Problem description:
The word to find is "MatchId". Copy each line of the material that contains it.

─── Dataset entries

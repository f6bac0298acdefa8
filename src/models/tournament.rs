//! Tournament, its rules, and the error type shared by all operations.

use crate::models::game::MatchId;
use crate::models::group::{Group, GroupId};
use crate::models::player::PlayerId;
use chrono::{DateTime, Utc};
use serde::{Deserialize, Serialize};
use std::str::FromStr;
use uuid::Uuid;

/// Errors that can occur during tournament operations.
#[derive(Clone, Debug, Eq, PartialEq)]
pub enum TournamentError {
    /// Group needs an even number of players, at least 4.
    InvalidGroupSize { count: usize },
    /// The same player appears twice in one group.
    DuplicatePlayer(PlayerId),
    /// Asked to split players into zero groups.
    InvalidGroupCount,
    TournamentNotFound(Uuid),
    GroupNotFound(GroupId),
    MatchNotFound(MatchId),
    PlayerNotFound(PlayerId),
    /// Score was negative or out of range.
    MalformedScore(i64),
    /// Name was empty after trimming.
    InvalidName,
    /// Persistence backend failed to read, write or parse.
    Storage(String),
}

impl TournamentError {
    pub fn is_not_found(&self) -> bool {
        matches!(
            self,
            TournamentError::TournamentNotFound(_)
                | TournamentError::GroupNotFound(_)
                | TournamentError::MatchNotFound(_)
                | TournamentError::PlayerNotFound(_)
        )
    }
}

impl std::fmt::Display for TournamentError {
    fn fmt(&self, f: &mut std::fmt::Formatter<'_>) -> std::fmt::Result {
        match self {
            TournamentError::InvalidGroupSize { count } => write!(
                f,
                "Group must have an even number of players, minimum 4 (got {})",
                count
            ),
            TournamentError::DuplicatePlayer(_) => write!(f, "A player appears twice in the group"),
            TournamentError::InvalidGroupCount => write!(f, "Number of groups must be at least 1"),
            TournamentError::TournamentNotFound(_) => write!(f, "Tournament not found"),
            TournamentError::GroupNotFound(_) => write!(f, "Group not found"),
            TournamentError::MatchNotFound(_) => write!(f, "Match not found"),
            TournamentError::PlayerNotFound(_) => write!(f, "Player not found"),
            TournamentError::MalformedScore(value) => {
                write!(f, "Score must be a non-negative number (got {})", value)
            }
            TournamentError::InvalidName => write!(f, "Name must not be empty"),
            TournamentError::Storage(msg) => write!(f, "Storage error: {}", msg),
        }
    }
}

impl std::error::Error for TournamentError {}

/// Trim a tournament, group or player name; blank names are rejected.
pub fn clean_name(name: &str) -> Result<String, TournamentError> {
    let trimmed = name.trim();
    if trimmed.is_empty() {
        return Err(TournamentError::InvalidName);
    }
    Ok(trimmed.to_string())
}

/// Unique identifier for a tournament.
pub type TournamentId = Uuid;

#[derive(Clone, Copy, Debug, Default, Eq, PartialEq, Serialize, Deserialize)]
#[serde(rename_all = "snake_case")]
pub enum Sport {
    #[default]
    BeachTennis,
    Padel,
    Tennis,
    Generic,
}

/// When a tie-break game is played inside a set.
#[derive(Clone, Copy, Debug, Default, Eq, PartialEq, Serialize, Deserialize)]
#[serde(rename_all = "snake_case")]
pub enum TieBreakMode {
    #[default]
    Always,
    DecidingSetOnly,
    Never,
}

/// One ranking key for standings, applied only when the previous keys tie.
#[derive(Clone, Copy, Debug, Eq, Hash, PartialEq, Serialize, Deserialize)]
#[serde(rename_all = "camelCase")]
pub enum TieBreakCriterion {
    /// More wins first.
    Wins,
    /// More points scored first.
    GamesFor,
    /// Better points difference first.
    GameDifference,
    /// Winner of the direct meeting first.
    HeadToHead,
}

impl TieBreakCriterion {
    pub const DEFAULT_ORDER: [TieBreakCriterion; 4] = [
        TieBreakCriterion::Wins,
        TieBreakCriterion::GamesFor,
        TieBreakCriterion::GameDifference,
        TieBreakCriterion::HeadToHead,
    ];

    /// Parse a list of tokens, skipping unknown ones. Falls back to the default
    /// order when nothing usable is left.
    pub fn parse_list<S: AsRef<str>>(tokens: &[S]) -> Vec<TieBreakCriterion> {
        let parsed: Vec<_> = tokens
            .iter()
            .filter_map(|t| match t.as_ref().parse() {
                Ok(c) => Some(c),
                Err(()) => {
                    log::warn!("Ignoring unknown tie-break criterion {:?}", t.as_ref());
                    None
                }
            })
            .collect();
        if parsed.is_empty() {
            Self::DEFAULT_ORDER.to_vec()
        } else {
            parsed
        }
    }
}

impl FromStr for TieBreakCriterion {
    type Err = ();

    fn from_str(s: &str) -> Result<Self, Self::Err> {
        match s.trim() {
            "wins" => Ok(TieBreakCriterion::Wins),
            "gamesFor" | "games_for" => Ok(TieBreakCriterion::GamesFor),
            "gameDifference" | "game_difference" => Ok(TieBreakCriterion::GameDifference),
            "headToHead" | "head_to_head" => Ok(TieBreakCriterion::HeadToHead),
            _ => Err(()),
        }
    }
}

/// Scoring rules attached to a tournament.
#[derive(Clone, Debug, Eq, PartialEq, Serialize, Deserialize)]
pub struct TournamentRules {
    pub sets_to_win: u32,
    pub games_per_set: u32,
    pub tie_break: TieBreakMode,
    pub tie_break_criteria: Vec<TieBreakCriterion>,
}

impl Default for TournamentRules {
    fn default() -> Self {
        Self {
            sets_to_win: 2,
            games_per_set: 6,
            tie_break: TieBreakMode::Always,
            tie_break_criteria: TieBreakCriterion::DEFAULT_ORDER.to_vec(),
        }
    }
}

/// A tournament: finalized groups plus the rules used to rank them.
#[derive(Clone, Debug, Eq, PartialEq, Serialize, Deserialize)]
pub struct Tournament {
    pub id: TournamentId,
    pub name: String,
    pub sport: Sport,
    pub groups: Vec<Group>,
    pub created_at: DateTime<Utc>,
    pub rules: TournamentRules,
}

impl Tournament {
    /// Create a tournament with already-built groups.
    pub fn new(
        name: impl Into<String>,
        sport: Sport,
        groups: Vec<Group>,
        rules: TournamentRules,
    ) -> Self {
        Self {
            id: Uuid::new_v4(),
            name: name.into(),
            sport,
            groups,
            created_at: Utc::now(),
            rules,
        }
    }

    /// Criteria to rank with; the defaults when the list is empty.
    pub fn tie_break_criteria(&self) -> &[TieBreakCriterion] {
        if self.rules.tie_break_criteria.is_empty() {
            &TieBreakCriterion::DEFAULT_ORDER
        } else {
            &self.rules.tie_break_criteria
        }
    }

    pub fn group(&self, group_id: GroupId) -> Result<&Group, TournamentError> {
        self.groups
            .iter()
            .find(|g| g.id == group_id)
            .ok_or(TournamentError::GroupNotFound(group_id))
    }

    pub fn group_mut(&mut self, group_id: GroupId) -> Result<&mut Group, TournamentError> {
        self.groups
            .iter_mut()
            .find(|g| g.id == group_id)
            .ok_or(TournamentError::GroupNotFound(group_id))
    }
}

#[cfg(test)]
mod tests {
    use super::*;

    #[test]
    fn parse_list_skips_unknown_tokens() {
        let parsed = TieBreakCriterion::parse_list(&["headToHead", "luck", "wins"]);
        assert_eq!(
            parsed,
            vec![TieBreakCriterion::HeadToHead, TieBreakCriterion::Wins]
        );
    }

    #[test]
    fn parse_list_falls_back_to_defaults() {
        let parsed = TieBreakCriterion::parse_list(&["nope"]);
        assert_eq!(parsed, TieBreakCriterion::DEFAULT_ORDER.to_vec());
        let empty: [&str; 0] = [];
        assert_eq!(
            TieBreakCriterion::parse_list(&empty),
            TieBreakCriterion::DEFAULT_ORDER.to_vec()
        );
    }

    #[test]
    fn criteria_serialize_as_camel_case_tokens() {
        let json = serde_json::to_string(&TieBreakCriterion::GameDifference).unwrap();
        assert_eq!(json, "\"gameDifference\"");
    }

    #[test]
    fn default_rules() {
        let rules = TournamentRules::default();
        assert_eq!(rules.sets_to_win, 2);
        assert_eq!(rules.games_per_set, 6);
        assert_eq!(rules.tie_break, TieBreakMode::Always);
        assert_eq!(rules.tie_break_criteria.len(), 4);
    }

    #[test]
    fn missing_group_is_not_found() {
        let t = Tournament::new("Open", Sport::Padel, Vec::new(), TournamentRules::default());
        let err = t.group(Uuid::new_v4()).unwrap_err();
        assert!(err.is_not_found());
    }
}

──────

Output below:
use crate::models::game::MatchId;
    MatchNotFound(MatchId),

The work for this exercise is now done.